I’ve been taking a deeper interest in the classic sales models, as we develop the Velocity B proposition, I’m also exploring this Revenue Department idea I shared a couple of weeks ago, of a tighter sales and marketing team and, as you might have seen, I posted about The Greatest Sales Deck I’ve Ever Seen structure for a sales deck this week - which I know is not a methodology, but it’s a way to position in sales.
I also had an interesting chat with my chums Simon Daniels and Louis Fernandes, who are digging into the classic sales methodologies (like SPIN, Jolt, and the Challenger Sale) on their podcast (What's Broken in GTM and How To Fix It).

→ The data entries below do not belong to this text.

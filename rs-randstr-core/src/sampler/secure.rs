use log::trace;
use rand::TryRngCore;
use rand::rngs::OsRng;

use super::IndexSampler;
use crate::error::{Error, Result};

/// Largest bound the secure sampler accepts (draws fit in a 4-byte buffer).
pub const MAX_SECURE_BOUND: u64 = u32::MAX as u64;

/// Cryptographically secure index sampler.
///
/// Draws the minimum number of bytes able to represent `bound - 1` from the
/// operating system entropy source and rejects every draw at or above the
/// largest multiple of `bound` representable in those bytes. Reducing the
/// accepted draw modulo `bound` is then exactly uniform.
///
/// # Termination
/// The accepted share of the draw space is always above one half, so the
/// expected number of draws per sample is below 2. There is no retry cap:
/// capping would reintroduce bias.
///
/// # Counters
/// `draws()` and `rejections()` report how many byte draws were performed and
/// how many were discarded since creation.
#[derive(Debug, Default)]
pub struct SecureSampler {
	rng: OsRng,
	draws: u64,
	rejections: u64,
}

impl SecureSampler {
	/// Creates a sampler bound to the operating system entropy source.
	pub fn new() -> Self {
		Self { rng: OsRng, draws: 0, rejections: 0 }
	}

	/// Number of byte draws performed so far.
	pub fn draws(&self) -> u64 {
		self.draws
	}

	/// Number of draws discarded by the rejection step so far.
	pub fn rejections(&self) -> u64 {
		self.rejections
	}

	/// Minimum number of bytes whose value range covers `[0, bound)`.
	///
	/// Equals `ceil(log2(bound) / 8)`, computed on integers: the bit length of
	/// `bound - 1` rounded up to whole bytes. A bound of 1 needs no bytes.
	pub(crate) fn byte_count(bound: u64) -> u32 {
		if bound <= 1 {
			return 0;
		}
		let bits = u64::BITS - (bound - 1).leading_zeros();
		bits.div_ceil(8)
	}

	/// Largest multiple of `bound` representable in `byte_count` bytes.
	pub(crate) fn cutoff(bound: u64, byte_count: u32) -> u64 {
		let space = 1u64 << (byte_count * 8);
		(space / bound) * bound
	}

	/// Reads `byte_count` random bytes into the low-order end of a
	/// little-endian buffer and returns the resulting integer.
	fn draw(&mut self, byte_count: u32) -> Result<u64> {
		let mut buffer = [0u8; 4];
		self.rng
			.try_fill_bytes(&mut buffer[..byte_count as usize])
			.map_err(|e| Error::Entropy(e.to_string()))?;
		self.draws += 1;
		Ok(u32::from_le_bytes(buffer) as u64)
	}
}

impl IndexSampler for SecureSampler {
	fn sample(&mut self, bound: usize) -> Result<usize> {
		if bound == 0 {
			return Err(Error::InvalidArgument("bound must be greater than zero".to_owned()));
		}
		let bound = bound as u64;
		if bound > MAX_SECURE_BOUND {
			return Err(Error::InvalidArgument(format!(
				"bound must not exceed {}, got {}",
				MAX_SECURE_BOUND, bound
			)));
		}

		let byte_count = Self::byte_count(bound);
		let cutoff = Self::cutoff(bound, byte_count);

		loop {
			let draw = self.draw(byte_count)?;
			if draw < cutoff {
				return Ok((draw % bound) as usize);
			}
			self.rejections += 1;
			trace!("Rejected draw {} (cutoff {}, bound {})", draw, cutoff, bound);
		}
	}
}
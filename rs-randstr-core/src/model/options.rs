use serde::{Deserialize, Serialize};

use crate::error::Result;
use crate::model::character_group::CharacterGroup;

/// Length used when none is specified.
pub const DEFAULT_LENGTH: usize = 32;

/// Character groups used when none are specified.
pub const DEFAULT_GROUPS: CharacterGroup = CharacterGroup::FILE_SYSTEM_SAFE;

/// Parameters of a single random string generation.
///
/// `GenerationOptions` is a plain value: it is not validated on
/// construction. Validation happens when the options reach a generator,
/// before any random number is drawn.
///
/// # Defaults
/// - `length`: 32
/// - `allowed`: upper and lower case letters, digits, `-` and `_`
/// - `each_character_at_least_once`: `false`
#[derive(Serialize, Deserialize, Clone, Debug, PartialEq, Eq)]
#[serde(default)]
pub struct GenerationOptions {
	/// Number of characters to produce.
	pub length: usize,

	/// Characters eligible for placement. Duplicates are ignored.
	pub allowed: Vec<char>,

	/// Whether every allowed character must appear in the output.
	pub each_character_at_least_once: bool,
}

impl GenerationOptions {
	pub fn new(length: usize, allowed: Vec<char>, each_character_at_least_once: bool) -> Self {
		Self { length, allowed, each_character_at_least_once }
	}

	/// Creates options drawing from a set of character groups.
	///
	/// # Errors
	/// Returns `Error::OutOfRange` if `groups` is empty.
	pub fn from_groups(length: usize, groups: CharacterGroup, each_character_at_least_once: bool) -> Result<Self> {
		Ok(Self::new(length, groups.chars()?, each_character_at_least_once))
	}
}

impl Default for GenerationOptions {
	fn default() -> Self {
		let allowed = DEFAULT_GROUPS.chars().unwrap_or_default();
		Self::new(DEFAULT_LENGTH, allowed, false)
	}
}
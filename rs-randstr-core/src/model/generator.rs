use std::sync::atomic::{AtomicU64, Ordering};

use log::debug;

use crate::error::Result;
use crate::model::alphabet::Alphabet;
use crate::model::builder::GenerationBuilder;
use crate::model::character_group::CharacterGroup;
use crate::model::engine::{self, GenerationRequest};
use crate::model::options::{DEFAULT_GROUPS, GenerationOptions};
use crate::sampler::{FastSampler, IndexSampler, SecureSampler};

/// Which sampler backend a generator creates for each call.
#[derive(Debug, Clone, Copy, PartialEq, Eq)]
pub enum SamplerKind {
	/// `FastSampler` seeded from the thread-local generator.
	Fast,
	/// `FastSampler` derived from a fixed seed; reproducible.
	Seeded(u64),
	/// `SecureSampler` reading operating system entropy.
	Secure,
}

/// High-level random string generator.
///
/// # Responsibilities
/// - Turn convenience inputs (char slices, groups, options, builder closures)
///   into a validated `GenerationRequest`
/// - Create a fresh sampler for every call, so no random state is shared
///   between calls or threads
/// - Run the assembly engine
///
/// Generators are ordinary values owned by the caller; create as many as
/// needed. The only interior state is the call counter of a seeded
/// generator, which makes each call of a seeded generator differ while the
/// whole sequence stays reproducible.
#[derive(Debug)]
pub struct RandomStringGenerator {
	kind: SamplerKind,
	calls: AtomicU64,
}

impl RandomStringGenerator {
	pub fn new(kind: SamplerKind) -> Self {
		Self { kind, calls: AtomicU64::new(0) }
	}

	/// Fast, non-cryptographic generator.
	pub fn pseudo_random() -> Self {
		Self::new(SamplerKind::Fast)
	}

	/// Fast generator producing a reproducible sequence of strings.
	pub fn seeded(seed: u64) -> Self {
		Self::new(SamplerKind::Seeded(seed))
	}

	/// Generator backed by the operating system entropy source.
	pub fn cryptographic() -> Self {
		Self::new(SamplerKind::Secure)
	}

	pub fn kind(&self) -> SamplerKind {
		self.kind
	}

	/// Creates the sampler for one call.
	fn sampler(&self) -> Box<dyn IndexSampler> {
		#[cfg(test)]
		tests::SAMPLERS_CREATED.with(|created| created.set(created.get() + 1));

		match self.kind {
			SamplerKind::Fast => Box::new(FastSampler::new()),
			SamplerKind::Seeded(seed) => {
				let call = self.calls.fetch_add(1, Ordering::Relaxed);
				Box::new(FastSampler::from_seed(call_seed(seed, call)))
			}
			SamplerKind::Secure => Box::new(SecureSampler::new()),
		}
	}

	/// Generates a string for an already validated request.
	///
	/// The sampler lives for this call only.
	pub fn generate_request(&self, request: &GenerationRequest) -> Result<String> {
		let mut sampler = self.sampler();
		debug!("Running {:?} generator", self.kind);
		engine::generate(request, &mut sampler)
	}

	/// Generates `length` characters drawn from `allowed`.
	///
	/// Duplicates in `allowed` are ignored.
	///
	/// # Errors
	/// - `Error::OutOfRange` if `length` is zero or too large, or if
	///   `allowed` is empty or too large
	/// - `Error::InvalidOperation` if `each_character_at_least_once` is set
	///   and `allowed` holds more distinct characters than `length`
	/// - `Error::Entropy` if the secure backend cannot read entropy
	pub fn generate(&self, length: usize, allowed: &[char], each_character_at_least_once: bool) -> Result<String> {
		engine::validate_length(length)?;
		let alphabet = Alphabet::try_from(allowed)?;
		let request = GenerationRequest::new(length, alphabet, each_character_at_least_once)?;
		self.generate_request(&request)
	}

	/// Generates `length` characters drawn from the given character groups.
	pub fn generate_from_group(&self, length: usize, groups: CharacterGroup, each_character_at_least_once: bool) -> Result<String> {
		engine::validate_length(length)?;
		self.generate(length, &groups.chars()?, each_character_at_least_once)
	}

	/// Generates `length` characters from the default, file-system-safe set.
	pub fn generate_with_length(&self, length: usize) -> Result<String> {
		self.generate_from_group(length, DEFAULT_GROUPS, false)
	}

	/// Generates a string from options assembled by a builder closure.
	///
	/// ```
	/// use rs_randstr_core::{CharacterGroup, RandomStringGenerator};
	///
	/// let pin = RandomStringGenerator::pseudo_random()
	/// 	.generate_with(|b| b.with_length(6).allow_group(CharacterGroup::DIGITS))?;
	/// assert!(pin.chars().all(|c| c.is_ascii_digit()));
	/// # Ok::<(), rs_randstr_core::Error>(())
	/// ```
	pub fn generate_with<F>(&self, configure: F) -> Result<String>
	where
		F: FnOnce(GenerationBuilder) -> GenerationBuilder,
	{
		let options = configure(GenerationBuilder::new()).build()?;
		self.generate_options(&options)
	}

	pub fn generate_options(&self, options: &GenerationOptions) -> Result<String> {
		self.generate(options.length, &options.allowed, options.each_character_at_least_once)
	}

	/// Generates 32 file-system-safe characters.
	pub fn generate_default(&self) -> Result<String> {
		self.generate_options(&GenerationOptions::default())
	}
}

/// Seed of call `call` of a generator seeded with `seed`.
///
/// The seed is hashed before the counter is added, so nearby seeds such as
/// 1, 2, 3 yield unrelated sequences instead of the same one shifted by a call.
fn call_seed(seed: u64, call: u64) -> u64 {
	splitmix64(splitmix64(seed).wrapping_add(call))
}

/// SplitMix64 finalizer.
fn splitmix64(value: u64) -> u64 {
	let mut z = value.wrapping_add(0x9E37_79B9_7F4A_7C15);
	z = (z ^ (z >> 30)).wrapping_mul(0xBF58_476D_1CE4_E5B9);
	z = (z ^ (z >> 27)).wrapping_mul(0x94D0_49BB_1331_11EB);
	z ^ (z >> 31)
}

impl Default for RandomStringGenerator {
	fn default() -> Self {
		Self::cryptographic()
	}
}

impl Clone for RandomStringGenerator {
	fn clone(&self) -> Self {
		Self { kind: self.kind, calls: AtomicU64::new(self.calls.load(Ordering::Relaxed)) }
	}
}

These sales methodologies have something in common: They assume a level of influence that the seller can wield over the buyer.
When I was in pre-sales a couple of decades ago, I was taught solution selling, which talked about “reengineering the buyer’s vision”, ie, steering them toward the strengths of your product as a way to solve their problem.
I was curious, in light of the current zeitgeist, fuelled by the recent research from LinkedIn, 6Sense, et al., which suggests that B2B buyers are further down the buying journey when they meet sales - has this changed, now that today’s buyer has significantly more information about the problem, solution, and category than they did two decades ago?
Back then, the salesperson was an essential conduit to category knowledge, and they had a greater share of the buyer's ear and could persuade, influence, or challenge.
Today, maybe not so much.
That does not mean these models are no longer relevant or that sellers should not engage these methodologies when the buyer raises their hand; it's just that my hypothesis is that there is a change in the early steps of these models, which have a single goal: to build trust with the buyer through empathy and frame the problem and solution.
That change is that these steps must now be undertaken by marketing with thought leadership content reaching into the “dark funnel” (errr... no shit, Sherlock) and, in my shtick of describing sales and marketing as The Revenue Department, part of a tighter partnership.
For example, the S.P.I. in SPIN are Situation, Problem, and Implication, focusing the seller on talking about the buyer’s problem, gaining credibility, and trust. Of course, talking about ourselves, our features, and functions does not do that, and both sales and marketing will need to be very consistent in how the business understands and articulates the “SPI”.
In simple terms, making the buyer feel seen.